中国はなぜ金正恩訪中を速報で伝えたのか?──米中間をうまく泳ぐ金正恩
北朝鮮・金正恩氏が3度目の訪中(写真は6月19日、北京。金が乗っているとみられる車)Thomas Peter-REUTERS
これまでは北朝鮮の指導者が帰国した後に訪中を報道するのが中国の慣例だ。なぜ今回は金正恩の入国と同時に速報で伝えたのか?元中国政府高官を取材し、中国の影響力が低下することを懸念していることが分かった。
中国政府、金正恩訪中を速報で
北朝鮮の金正恩委員長の飛行機が北京空港に到着してまもなく、中国政府の通信社である新華社の電子版「新華網」がその事実を短文で伝えた。
内容は「6月19日から20日にかけて、朝鮮労働党委員長で、朝鮮民主主義人民共和国国務委員会委員長金正恩は中国訪問を行なう」と書かれているだけだった。
それでもこれまで、北朝鮮の指導者が訪中した時には、指導者が帰国の途につき、北朝鮮の領土領空に入ったのを確認してからでないと公開しないという原則を破ったのは注目に値する。
それも報道は19日10時16分。まだ北京入りしたばかりだ。いったい何が起きたというのだろうか?
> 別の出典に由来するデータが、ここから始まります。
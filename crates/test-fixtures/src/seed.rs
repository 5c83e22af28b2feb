//! Deterministic airline seed data.

use std::sync::Arc;

use chrono::{DateTime, Utc};

use flightvault_core::errors::StoreResult;
use flightvault_core::models::Record;

use crate::memory_store::InMemoryTemporalStore;
use crate::schemas;

const COUNTRIES: [&str; 8] = [
    "United Kingdom",
    "France",
    "Germany",
    "United States",
    "Japan",
    "Brazil",
    "India",
    "Australia",
];

const EQUIPMENT: [&str; 4] = ["320", "738", "77W", "E90"];

/// Three-letter code derived from `id`.
fn code(id: i64) -> String {
    let mut n = id.rem_euclid(26 * 26 * 26);
    let mut letters = [b'A'; 3];
    for slot in letters.iter_mut().rev() {
        *slot = b'A' + (n % 26) as u8;
        n /= 26;
    }
    String::from_utf8_lossy(&letters).into_owned()
}

pub fn airport(id: i64) -> Record {
    Record::new()
        .with("airport_id", id)
        .with("name", format!("Airport {id}"))
        .with("city", format!("City {}", id % 500))
        .with("country", COUNTRIES[(id as usize) % COUNTRIES.len()])
        .with("iata", code(id))
        .with("latitude", ((id * 7919) % 18_000) as f64 / 100.0 - 90.0)
        .with("altitude", (id * 37) % 3_000)
}

/// Airports `1..=n`.
pub fn airports(n: usize) -> Vec<Record> {
    (1..=n as i64).map(airport).collect()
}

pub fn airline(id: i64) -> Record {
    Record::new()
        .with("airline_id", id)
        .with("name", format!("Airline {id}"))
        .with("iata", code(id * 31))
        .with("country", COUNTRIES[(id as usize) % COUNTRIES.len()])
        .with("active", id % 5 != 0)
}

/// Airlines `1..=n`.
pub fn airlines(n: usize) -> Vec<Record> {
    (1..=n as i64).map(airline).collect()
}

pub fn route(id: i64, airline_id: i64, source: i64, destination: i64) -> Record {
    Record::new()
        .with("route_id", id)
        .with("airline_id", airline_id)
        .with("source_airport_id", source)
        .with("destination_airport_id", destination)
        .with("stops", id % 2)
        .with("equipment", EQUIPMENT[(id as usize) % EQUIPMENT.len()])
}

/// Routes `1..=n` spread over the given airports and airlines.
pub fn routes(n: usize, airport_count: usize, airline_count: usize) -> Vec<Record> {
    let airports = airport_count.max(2) as i64;
    let airlines = airline_count.max(1) as i64;
    (1..=n as i64)
        .map(|id| {
            let source = (id - 1) % airports + 1;
            let destination = id % airports + 1;
            let airline = (id - 1) % airlines + 1;
            route(id, airline, source, destination)
        })
        .collect()
}

/// An in-memory store holding the three airline tables, all loaded at `t0`.
pub struct AirlineScenario {
    pub store: Arc<InMemoryTemporalStore>,
    pub t0: DateTime<Utc>,
}

impl AirlineScenario {
    pub fn seed(
        t0: DateTime<Utc>,
        airport_count: usize,
        airline_count: usize,
        route_count: usize,
    ) -> StoreResult<Self> {
        let store = Arc::new(InMemoryTemporalStore::new());
        for schema in schemas::all() {
            store.register_table(&schema.name, &schema.key_field, t0);
        }
        let loads = [
            ("airports", airports(airport_count)),
            ("airlines", airlines(airline_count)),
            ("routes", routes(route_count, airport_count, airline_count)),
        ];
        for (table, records) in loads {
            store.bulk_insert(table, records, t0)?;
        }
        Ok(Self { store, t0 })
    }

    /// Just the airports table.
    pub fn airports_only(t0: DateTime<Utc>, airport_count: usize) -> StoreResult<Self> {
        Self::seed(t0, airport_count, 0, 0)
    }
}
金正恩はシンガポールに向かうのに中国の専用機を使わせてもらいながら、そのお礼に行っていない。本来ならシンガポールからの帰路に北京の上空を通るのだから、北京に立ち寄って習近平国家主席にお礼を言うのが本筋だろう。だから、いずれ行くだろうことは、推測はしていた。まさか習近平が訪朝するまで謝辞を言わないということはあるまい。それはあまりに非礼だ。習近平訪朝前に金正恩は訪中しなければならない。したがって金正恩が三度目の訪中をしたこと自体には驚かないが、そのことを中国政府が速報で伝えたことには非常に驚いた。
よほどの事情がない限り、あり得ないことだ。
中国政府元高官を取材
そこですぐに元中国政府高官と連絡し、取材をした。
以下、Qは筆者、Aは元中国政府高官である。
Q:いったい、どうしたというのですか?金正恩が訪中したようですが、なぜすぐに報道してしまったのですか?
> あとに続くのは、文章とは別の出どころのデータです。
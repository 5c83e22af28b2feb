pub mod diff_config;
pub mod health_config;
pub mod locator_config;
pub mod observability_config;
pub mod restore_config;
pub mod storage_config;

use std::collections::BTreeSet;

use serde::{Deserialize, Serialize};

pub use diff_config::DiffConfig;
pub use health_config::{CheckWeights, HealthConfig};
pub use locator_config::LocatorConfig;
pub use observability_config::ObservabilityConfig;
pub use restore_config::RestoreConfig;
pub use storage_config::StorageConfig;

use crate::errors::{FlightVaultError, FlightVaultResult};
use crate::models::{SchemaDescriptor, SchemaRegistry};

/// Top-level configuration aggregating all subsystem configs.
#[derive(Debug, Clone, Serialize, Deserialize, Default)]
#[serde(default)]
pub struct FlightVaultConfig {
    pub locator: LocatorConfig,
    pub health: HealthConfig,
    pub restore: RestoreConfig,
    pub diff: DiffConfig,
    pub storage: StorageConfig,
    pub observability: ObservabilityConfig,
    pub tables: Vec<SchemaDescriptor>,
}

impl FlightVaultConfig {
    /// Load config from a TOML string, falling back to defaults for missing
    /// fields, then validate it.
    pub fn from_toml(toml_str: &str) -> FlightVaultResult<Self> {
        let config: Self = toml::from_str(toml_str)?;
        config.validate()?;
        Ok(config)
    }

    pub fn with_tables(mut self, tables: impl IntoIterator<Item = SchemaDescriptor>) -> Self {
        self.tables.extend(tables);
        self
    }

    pub fn schema_registry(&self) -> SchemaRegistry {
        SchemaRegistry::new(self.tables.iter().cloned())
    }

    /// Reject values the engine cannot work with.
    pub fn validate(&self) -> FlightVaultResult<()> {
        let l = &self.locator;
        ensure(l.lookback_hours > 0, "locator.lookback_hours must be positive")?;
        ensure(l.resolution_seconds > 0, "locator.resolution_seconds must be positive")?;
        ensure(
            l.resolution_seconds < l.lookback_hours.saturating_mul(3600),
            "locator.resolution_seconds must be smaller than the lookback window",
        )?;
        ensure(
            (0.0..=100.0).contains(&l.pass_threshold),
            "locator.pass_threshold must be within 0..=100",
        )?;
        ensure(
            (0.0..=100.0).contains(&l.confidence_floor),
            "locator.confidence_floor must be within 0..=100",
        )?;

        let h = &self.health;
        let mut total = 0.0;
        for (name, weight) in h.weights.iter() {
            ensure(
                weight.is_finite() && weight >= 0.0,
                &format!("health.weights.{name} must be a non-negative number"),
            )?;
            total += weight;
        }
        ensure(total > 0.0, "health.weights must not all be zero")?;
        ensure(
            h.min_count_fraction > 0.0 && h.min_count_fraction <= 1.0,
            "health.min_count_fraction must be within (0, 1]",
        )?;
        ensure(h.max_count_growth >= 1.0, "health.max_count_growth must be at least 1")?;
        ensure(
            h.distribution_threshold > 0.0,
            "health.distribution_threshold must be positive",
        )?;
        ensure(h.mean_shift_sigma > 0.0, "health.mean_shift_sigma must be positive")?;
        ensure(
            h.referential_warning_fraction <= h.referential_critical_fraction,
            "health.referential_warning_fraction must not exceed the critical fraction",
        )?;

        ensure(self.diff.float_precision <= 15, "diff.float_precision must be at most 15")?;

        let s = &self.storage;
        ensure(s.read_pool_size > 0, "storage.read_pool_size must be positive")?;
        ensure(
            s.backoff_base_ms <= s.backoff_max_ms,
            "storage.backoff_base_ms must not exceed storage.backoff_max_ms",
        )?;

        let mut names = BTreeSet::new();
        for table in &self.tables {
            ensure(!table.name.is_empty(), "table name must not be empty")?;
            ensure(
                !table.key_field.is_empty(),
                &format!("table {} has an empty key_field", table.name),
            )?;
            ensure(
                names.insert(table.name.as_str()),
                &format!("table {} is declared twice", table.name),
            )?;
        }
        for table in &self.tables {
            for fk in &table.foreign_keys {
                ensure(
                    names.contains(fk.references_table.as_str()),
                    &format!(
                        "{}.{} references undeclared table {}",
                        table.name, fk.field, fk.references_table
                    ),
                )?;
            }
        }
        Ok(())
    }
}

fn ensure(condition: bool, message: &str) -> FlightVaultResult<()> {
    if condition {
        Ok(())
    } else {
        Err(FlightVaultError::ConfigError(message.to_string()))
    }
}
A:そうですね、たしかに異常です。ただ、金正恩はシンガポールでの米朝首脳会談のあとに、すぐさまその足で北京を訪問して習近平にお礼を言うべきところ、「なぜそうしないのか」という疑問に対する回答でしょう。彼は中国の飛行機使用のお礼と、トランプと会って何を話したかという報告を習近平にしなければなりませんから。
Q:それは金正恩が訪中した理由でしょ?それは私も分かっています。分からないのは、なぜ慣例を破って、入国と同時に金正恩訪中を中国政府が公開してしまったのかということです。
A:なかなか答えにくい質問ですから、つい遠まわしに......。では、言いましょう。中国は正にその慣例を破ってでも、一刻も早く金正恩訪中を知らせたかったのです。